Pencarian

Perajin Dodol di Aceh Besar Berjuang Hadapi Kenaikan Harga Bahan Baku

Sabtu, 09 Mei 2026 • 12:26:45 WIB
Perajin Dodol di Aceh Besar Berjuang Hadapi Kenaikan Harga Bahan Baku
Perajin dodol di Gampong Lamlhom berjuang menghadapi kenaikan harga bahan baku utama.

JANTHO — Aroma khas dodol dan meuseukat masih mengepul dari dapur-dapur rumahan di Gampong Lamlhom, Kecamatan Lhoknga, Aceh Besar, Jumat (8/5/2026). Di tengah gempuran kuliner modern, para perempuan perajin di desa ini tetap setia mempertahankan resep warisan meskipun menghadapi tantangan ekonomi yang kian berat.

Kenaikan harga bahan baku utama seperti gula pasir dan tepung ketan menjadi kendala utama bagi keberlangsungan usaha mikro ini. Kondisi tersebut diperparah dengan tingginya biaya pengadaan santan kelapa yang menjadi komponen kunci dalam menentukan kualitas cita rasa dodol Aceh yang autentik.

Rosni (46), salah satu perajin setempat, mengungkapkan bahwa proses produksi kini menjadi jauh lebih menantang dibandingkan tahun-tahun sebelumnya. Keterbatasan peralatan pendukung membuat kapasitas produksi mereka tidak bisa berkembang pesat untuk menyasar pasar yang lebih luas.

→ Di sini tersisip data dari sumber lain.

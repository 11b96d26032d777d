use clap::Args;
use domestic_connect_app::domain::identities::UserId;

use crate::cli::DatabaseArgs;

#[derive(Debug, Args)]
pub(crate) struct ListTokensArgs {
    #[command(flatten)]
    database: DatabaseArgs,

    /// User whose tokens should be listed
    #[arg(long)]
    user_id: String,
}

pub(crate) async fn run(args: ListTokensArgs) -> Result<(), String> {
    let service = super::auth_service(&args.database).await?;
    let user = UserId::new(args.user_id);

    let tokens = service
        .list_api_tokens(&user)
        .await
        .map_err(|error| format!("failed to list tokens: {error}"))?;

    if tokens.is_empty() {
        println!("no tokens found for user {user}");
        return Ok(());
    }

    for token in tokens {
        println!("token_id: {}", token.id);
        println!("user_id: {}", token.user_id);
        println!("token_version: {}", token.version.as_i16());
        println!("created_at: {}", token.created_at);
        println!(
            "last_used_at: {}",
            token
                .last_used_at
                .map_or_else(|| "never".to_string(), |value| value.to_string())
        );
        println!(
            "revoked_at: {}",
            token
                .revoked_at
                .map_or_else(|| "active".to_string(), |value| value.to_string())
        );
        println!();
    }

    Ok(())
}
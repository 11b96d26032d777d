//! HTTP listener settings.

use std::time::Duration;

use clap::Args;

/// Where the API listens and what counts as a slow request.
#[derive(Debug, Args)]
pub struct HttpConfig {
    /// Interface to bind
    #[arg(short = 'H', long = "host", env = "SERVER_HOST", default_value = "0.0.0.0")]
    pub host: String,

    /// Port to bind
    #[arg(short, long = "port", env = "SERVER_PORT", default_value_t = 5000)]
    pub port: u16,

    /// Requests slower than this many milliseconds are logged as warnings
    #[arg(long, env = "SLOW_REQUEST_THRESHOLD_MS", default_value_t = 1_000)]
    pub slow_request_threshold_ms: u64,
}

impl HttpConfig {
    /// `host:port` pair handed to the TCP listener.
    #[must_use]
    pub fn bind_addr(&self) -> String {
        format!("{}:{}", self.host, self.port)
    }

    #[must_use]
    pub fn slow_request_threshold(&self) -> Duration {
        Duration::from_millis(self.slow_request_threshold_ms)
    }
}
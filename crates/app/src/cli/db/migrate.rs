use clap::Args;
use domestic_connect_app::database;

use crate::cli::DatabaseArgs;

#[derive(Debug, Args)]
pub(crate) struct MigrateArgs {
    #[command(flatten)]
    database: DatabaseArgs,
}

pub(crate) async fn run(args: MigrateArgs) -> Result<(), String> {
    let db = args.database.connect().await?;

    database::migrate(db.pool())
        .await
        .map_err(|error| format!("failed to apply migrations: {error}"))?;

    println!("migrations applied");

    Ok(())
}
//! Server configuration module

use clap::Parser;

use crate::config::{db::DatabaseConfig, http::HttpConfig, telemetry::TelemetryConfig};

pub(crate) mod db;
pub(crate) mod http;
pub(crate) mod telemetry;

/// Domestic Connect JSON API Server configuration
#[derive(Debug, Parser)]
#[command(name = "domestic-connect-json", about = "Domestic Connect JSON API Server", long_about = None)]
pub struct ServerConfig {
    /// Listener settings.
    #[command(flatten)]
    pub http: HttpConfig,

    /// Logging and tracing settings.
    #[command(flatten)]
    pub telemetry: TelemetryConfig,

    /// Application database settings.
    #[command(flatten)]
    pub database: DatabaseConfig,
}

impl ServerConfig {
    /// Load configuration from environment and CLI arguments
    ///
    /// # Errors
    ///
    /// Returns an error if configuration cannot be parsed
    pub fn load() -> Result<Self, clap::Error> {
        // Load .env file if present (ignore if missing)
        _ = dotenvy::dotenv();

        Self::try_parse()
    }
}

Keluhan Perajin Terkait Keterbatasan Modal dan Alat

Hingga saat ini, para pelaku industri rumahan di Lamlhom mengaku masih mengandalkan modal mandiri dan peralatan seadanya. Rosni menyebutkan bahwa perhatian konkret berupa bantuan fisik maupun permodalan sangat dibutuhkan agar usaha mereka dapat naik kelas.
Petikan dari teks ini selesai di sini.